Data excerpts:

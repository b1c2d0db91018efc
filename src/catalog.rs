use std::{
    fs,
    path::{Path, PathBuf},
};

use tracing::{info, warn};

use crate::{
    database::Database,
    error::{DbError, Result},
    metadata::METADATA_FILE,
};

/// A storage session over a workspace directory holding one sub-directory
/// per database.
///
/// At most one database is open at a time. The catalog is an ordinary owned
/// value: construct one per workspace and hand it to the interpreter.
#[derive(Debug)]
pub struct Catalog {
    root: PathBuf,
    current: Option<Database>,
}

impl Catalog {
    /// Creates a catalog over `root`. The directory is not touched until a
    /// database operation needs it.
    pub fn new(root: impl Into<PathBuf>) -> Self {
        Self {
            root: root.into(),
            current: None,
        }
    }

    pub fn root(&self) -> &Path {
        &self.root
    }

    fn database_path(&self, name: &str) -> PathBuf {
        self.root.join(name)
    }

    /// True iff `name` is a directory containing a metadata descriptor.
    pub fn database_exists(&self, name: &str) -> bool {
        let path = self.database_path(name);
        path.is_dir() && path.join(METADATA_FILE).is_file()
    }

    pub fn create_database(&mut self, name: &str) -> Result<()> {
        if self.database_exists(name) {
            return Err(DbError::DatabaseAlreadyExists {
                name: name.to_string(),
            });
        }
        Database::create(name, &self.database_path(name))
    }

    /// Closes the open database (saving it) and opens `name` instead.
    pub fn use_database(&mut self, name: &str) -> Result<()> {
        if !self.database_exists(name) {
            return Err(DbError::DatabaseNotFound {
                name: name.to_string(),
            });
        }
        self.close_database()?;
        self.current = Some(Database::open(name, &self.database_path(name))?);
        Ok(())
    }

    /// Removes a database directory. If it is the open database it is
    /// discarded first without being saved.
    pub fn delete_database(&mut self, name: &str) -> Result<()> {
        if !self.database_exists(name) {
            return Err(DbError::DatabaseNotFound {
                name: name.to_string(),
            });
        }
        if self.current_name() == Some(name) {
            warn!("Deleting database {name:?} while it is in use");
            self.current = None;
        }
        fs::remove_dir_all(self.database_path(name)).map_err(|source| DbError::DeleteDatabaseFailed {
            name: name.to_string(),
            source,
        })?;
        info!("Deleted database {name:?}");
        Ok(())
    }

    /// Saves and unloads the open database. A no-op when none is open.
    pub fn close_database(&mut self) -> Result<()> {
        self.save_database()?;
        if let Some(db) = self.current.take() {
            info!("Closed database {:?}", db.name());
        }
        Ok(())
    }

    /// Rewrites the open database's metadata and resident row files.
    /// A no-op when none is open.
    pub fn save_database(&self) -> Result<()> {
        match &self.current {
            Some(db) => db.save(),
            None => Ok(()),
        }
    }

    pub fn current_name(&self) -> Option<&str> {
        self.current.as_ref().map(Database::name)
    }

    pub fn database(&self) -> Result<&Database> {
        self.current.as_ref().ok_or(DbError::NoDatabaseInUse)
    }

    pub fn database_mut(&mut self) -> Result<&mut Database> {
        self.current.as_mut().ok_or(DbError::NoDatabaseInUse)
    }
}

* **WORK ITEM**
Across these entries, count each line where the string "over" shows up. Give only the count.

* **SOLUTION FOR THIS TASK**
2